Fragment of GABA(A) receptor containing key ligand-binding residues overexpressed in Escherichia coli.

GABA(A) receptor plays a major role in inhibitory synaptic transmission in the central nervous system and is the target of drugs such as the benzodiazepine tranquilizers. The polymeric membrane protein nature of GABA(A) receptor has rendered structural elucidation of the receptor a formidable task, greatly hampering structure-based drug design. We report here the first expression in Escherichia coli of a fragment of GABA(A) receptor. This 131-residue fragment, spanning Cys166 to Leu296 of human GABAA receptor alpha1 subunit, contains residues previously suggested to be involved in benzodiazepine binding.
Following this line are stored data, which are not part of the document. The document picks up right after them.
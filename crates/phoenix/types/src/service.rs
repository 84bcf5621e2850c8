//! The single-method service contract.

use serde::{Deserialize, Serialize};
use std::collections::BTreeMap;

#[derive(Clone, Debug, Default, PartialEq, Eq, Serialize, Deserialize)]
pub struct Request {
    pub input: Option<String>,
    #[serde(default)]
    pub attributes: BTreeMap<String, String>,
}

impl Request {
    pub fn new(input: impl Into<String>) -> Self {
        Self {
            input: Some(input.into()),
            attributes: BTreeMap::new(),
        }
    }

    pub fn empty() -> Self {
        Self::default()
    }

    pub fn with_attribute(mut self, key: impl Into<String>, value: impl Into<String>) -> Self {
        self.attributes.insert(key.into(), value.into());
        self
    }
}

#[derive(Clone, Debug, Default, PartialEq, Eq, Serialize, Deserialize)]
pub struct Response {
    pub output: Option<String>,
    #[serde(default)]
    pub metadata: BTreeMap<String, String>,
}

impl Response {
    pub fn new(output: impl Into<String>) -> Self {
        Self {
            output: Some(output.into()),
            metadata: BTreeMap::new(),
        }
    }

    pub fn none() -> Self {
        Self::default()
    }

    pub fn with_metadata(mut self, key: impl Into<String>, value: impl Into<String>) -> Self {
        self.metadata.insert(key.into(), value.into());
        self
    }
}

/// Failure raised by a service implementation while handling a request.
#[derive(Debug, Clone, PartialEq, Eq, thiserror::Error)]
pub enum ServiceError {
    #[error("runtime fault: {0}")]
    Fault(String),
    #[error("resource limit exceeded: {0}")]
    LimitExceeded(String),
    #[error("check failed: {0}")]
    CheckFailed(String),
}

/// A service implementation. Implementations must be safe to call from any
/// number of threads at once.
pub trait Service: Send + Sync {
    fn process(&self, request: &Request) -> Result<Response, ServiceError>;

    /// Identifies the implementation in logs and response metadata.
    fn name(&self) -> &str;
}

/// The built-in implementation serving before any candidate is promoted.
#[derive(Debug, Default, Clone, Copy)]
pub struct DefaultService;

impl Service for DefaultService {
    fn process(&self, request: &Request) -> Result<Response, ServiceError> {
        let input = request.input.as_deref().unwrap_or("");
        Ok(Response::new(format!("OK:{input}:default")))
    }

    fn name(&self) -> &str {
        "default"
    }
}
use crate::manager::ActiveSlot;
use arc_swap::ArcSwap;
use phoenix_types::{Request, Response, Service, ServiceError};
use std::sync::Arc;

/// Stable entry point for live traffic.
///
/// Holds no implementation itself. Each call takes one snapshot of the active
/// slot and runs to completion on it, so a concurrent swap neither tears the
/// call nor frees the implementation under it.
#[derive(Clone)]
pub struct StableFacade {
    active: Arc<ArcSwap<ActiveSlot>>,
}

impl StableFacade {
    pub(crate) fn new(active: Arc<ArcSwap<ActiveSlot>>) -> Self {
        Self { active }
    }

    /// Version currently serving.
    pub fn active_version(&self) -> String {
        self.active.load().version_id().to_string()
    }
}

impl Service for StableFacade {
    fn process(&self, request: &Request) -> Result<Response, ServiceError> {
        let slot = self.active.load_full();
        slot.service.process(request)
    }

    fn name(&self) -> &str {
        "facade"
    }
}
use crate::hash::ContentHash;

/// Derives a reproducible 64-bit seed from the spec hash, a domain label and
/// an iteration index. Distinct labels give independent streams.
pub fn derive_seed(spec_hash: &ContentHash, label: &str, iteration: u32) -> u64 {
    let mut hasher = blake3::Hasher::new();
    hasher.update(spec_hash.as_bytes());
    hasher.update(label.as_bytes());
    hasher.update(&iteration.to_le_bytes());
    let digest = hasher.finalize();
    let mut first = [0u8; 8];
    first.copy_from_slice(&digest.as_bytes()[..8]);
    u64::from_le_bytes(first)
}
The overexpressed non-fusion recombinant protein was purified to near homogeneity and characterized by circular dichroism (CD), which showed that the recombinant protein has well defined secondary structures where beta-strands are dominant. The stability of the secondary structures was demonstrated by CD spectra at high pH and elevated temperature. Excluding part of the sequences from the carboxyl terminal of the fragment resulted in dramatic changes in the secondary structures comparable to the effects caused by SDS denaturation. Our results therefore suggest that the 131-residue fragment harbors an integral structural domain of the receptor. The overexpression of the recombinant protein fragment thus opens the way to the biochemical and structural studies of a functionally important region of the receptor, and exemplifies an effective approach of expression and characterization that potentially may be extended to other members of the ligand gated channel receptor superfamily, to which the GABA(A) receptor belongs.